> WHAT IS REQUIRED
Go through the records and filter out every line lacking the word "nanometres"; copy the lines that remain.

> TASK INPUT
#####

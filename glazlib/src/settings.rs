use std::fmt::{self, Display};

use crate::constants::{
    AdcGain, Averaging, IntegrationMode, OutputMode, OutputPolarity, Resolution, ScanClockSpeed,
    TestMode, TriggerMode,
};

/// The acquisition parameters a session can be configured with
#[derive(Debug, Clone, Copy, PartialEq, Eq, Hash)]
pub enum Parameter {
    TriggerMode,
    InternalTriggerFrequency,
    TriggerDelay,
    IntegrationMode,
    IntegrationTime,
    HardwareAveraging,
    Resolution,
    ScanCount,
    ScanClockSpeed,
    AdcGain,
    SyncOutMode,
    SyncOutPolarity,
    AuxOutMode,
    AuxOutPolarity,
    OutCycleCount,
    Timeout,
    Wavelengths,
    TestMode,
}

impl Parameter {
    pub fn name(self) -> &'static str {
        match self {
            Parameter::TriggerMode => "trigger_mode",
            Parameter::InternalTriggerFrequency => "internal_trigger_frequency",
            Parameter::TriggerDelay => "trigger_delay",
            Parameter::IntegrationMode => "integration_mode",
            Parameter::IntegrationTime => "integration_time",
            Parameter::HardwareAveraging => "hardware_averaging",
            Parameter::Resolution => "resolution",
            Parameter::ScanCount => "scan_count",
            Parameter::ScanClockSpeed => "scan_clock_speed",
            Parameter::AdcGain => "adc_gain",
            Parameter::SyncOutMode => "sync_out_mode",
            Parameter::SyncOutPolarity => "sync_out_polarity",
            Parameter::AuxOutMode => "aux_out_mode",
            Parameter::AuxOutPolarity => "aux_out_polarity",
            Parameter::OutCycleCount => "out_cycle_count",
            Parameter::Timeout => "timeout",
            Parameter::Wavelengths => "wavelengths",
            Parameter::TestMode => "test_mode",
        }
    }
}

impl Display for Parameter {
    fn fmt(&self, f: &mut fmt::Formatter<'_>) -> fmt::Result {
        f.write_str(self.name())
    }
}

/// One parameter together with the value to give it.
///
/// Numeric values are passed to the library as-is, it is the only authority on what is in
/// range for the attached hardware.
#[derive(Debug, Clone, Copy, PartialEq)]
#[cfg_attr(feature = "serde", derive(serde::Serialize, serde::Deserialize))]
#[cfg_attr(feature = "serde", serde(rename_all = "snake_case"))]
pub enum Setting {
    TriggerMode(TriggerMode),
    /// In Hz, only accepted while the trigger mode is [`TriggerMode::Internal`]
    InternalTriggerFrequency(f64),
    /// In microseconds
    TriggerDelay(i32),
    IntegrationMode(IntegrationMode),
    /// In microseconds
    IntegrationTime(i32),
    HardwareAveraging(Averaging),
    Resolution(Resolution),
    ScanCount(i32),
    ScanClockSpeed(ScanClockSpeed),
    AdcGain(AdcGain),
    SyncOutMode(OutputMode),
    SyncOutPolarity(OutputPolarity),
    AuxOutMode(OutputMode),
    AuxOutPolarity(OutputPolarity),
    OutCycleCount(i32),
    /// In milliseconds
    Timeout(i32),
    /// In nanometres
    Wavelengths(WavelengthRange),
    TestMode(TestMode),
}

impl Setting {
    pub fn parameter(&self) -> Parameter {
        match self {
            Setting::TriggerMode(_) => Parameter::TriggerMode,
            Setting::InternalTriggerFrequency(_) => Parameter::InternalTriggerFrequency,
            Setting::TriggerDelay(_) => Parameter::TriggerDelay,
            Setting::IntegrationMode(_) => Parameter::IntegrationMode,
            Setting::IntegrationTime(_) => Parameter::IntegrationTime,
            Setting::HardwareAveraging(_) => Parameter::HardwareAveraging,
            Setting::Resolution(_) => Parameter::Resolution,
            Setting::ScanCount(_) => Parameter::ScanCount,
            Setting::ScanClockSpeed(_) => Parameter::ScanClockSpeed,
            Setting::AdcGain(_) => Parameter::AdcGain,
            Setting::SyncOutMode(_) => Parameter::SyncOutMode,
            Setting::SyncOutPolarity(_) => Parameter::SyncOutPolarity,
            Setting::AuxOutMode(_) => Parameter::AuxOutMode,
            Setting::AuxOutPolarity(_) => Parameter::AuxOutPolarity,
            Setting::OutCycleCount(_) => Parameter::OutCycleCount,
            Setting::Timeout(_) => Parameter::Timeout,
            Setting::Wavelengths(_) => Parameter::Wavelengths,
            Setting::TestMode(_) => Parameter::TestMode,
        }
    }
}

/// A wavelength window, in nanometres
#[derive(Debug, Clone, Copy, PartialEq)]
#[cfg_attr(feature = "serde", derive(serde::Serialize, serde::Deserialize))]
pub struct WavelengthRange {
    pub min: f64,
    pub max: f64,
}

/// A batch of optional settings, e.g. read from a settings file.
///
/// [`AcquisitionSettings::to_settings`] orders the present values so that modes come before
/// the values that depend on them.
#[derive(Debug, Clone, Default, PartialEq)]
#[cfg_attr(feature = "serde", derive(serde::Serialize, serde::Deserialize))]
#[cfg_attr(feature = "serde", serde(default, deny_unknown_fields))]
pub struct AcquisitionSettings {
    pub test_mode: Option<TestMode>,
    pub trigger_mode: Option<TriggerMode>,
    pub internal_trigger_frequency: Option<f64>,
    pub trigger_delay: Option<i32>,
    pub integration_mode: Option<IntegrationMode>,
    pub integration_time: Option<i32>,
    pub hardware_averaging: Option<Averaging>,
    pub resolution: Option<Resolution>,
    pub adc_gain: Option<AdcGain>,
    pub scan_clock_speed: Option<ScanClockSpeed>,
    pub scan_count: Option<i32>,
    pub wavelengths: Option<WavelengthRange>,
    pub sync_out_mode: Option<OutputMode>,
    pub sync_out_polarity: Option<OutputPolarity>,
    pub aux_out_mode: Option<OutputMode>,
    pub aux_out_polarity: Option<OutputPolarity>,
    pub out_cycle_count: Option<i32>,
    pub timeout: Option<i32>,
}

impl AcquisitionSettings {
    pub fn to_settings(&self) -> Vec<Setting> {
        [
            self.test_mode.map(Setting::TestMode),
            self.trigger_mode.map(Setting::TriggerMode),
            self.internal_trigger_frequency
                .map(Setting::InternalTriggerFrequency),
            self.trigger_delay.map(Setting::TriggerDelay),
            self.integration_mode.map(Setting::IntegrationMode),
            self.integration_time.map(Setting::IntegrationTime),
            self.hardware_averaging.map(Setting::HardwareAveraging),
            self.resolution.map(Setting::Resolution),
            self.adc_gain.map(Setting::AdcGain),
            self.scan_clock_speed.map(Setting::ScanClockSpeed),
            self.scan_count.map(Setting::ScanCount),
            self.wavelengths.map(Setting::Wavelengths),
            self.sync_out_mode.map(Setting::SyncOutMode),
            self.sync_out_polarity.map(Setting::SyncOutPolarity),
            self.aux_out_mode.map(Setting::AuxOutMode),
            self.aux_out_polarity.map(Setting::AuxOutPolarity),
            self.out_cycle_count.map(Setting::OutCycleCount),
            self.timeout.map(Setting::Timeout),
        ]
        .into_iter()
        .flatten()
        .collect()
    }

    pub fn is_empty(&self) -> bool {
        self == &Self::default()
    }
}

#####

> ANSWER FOR THIS EXERCISE
    /// In nanometres
/// A wavelength window, in nanometres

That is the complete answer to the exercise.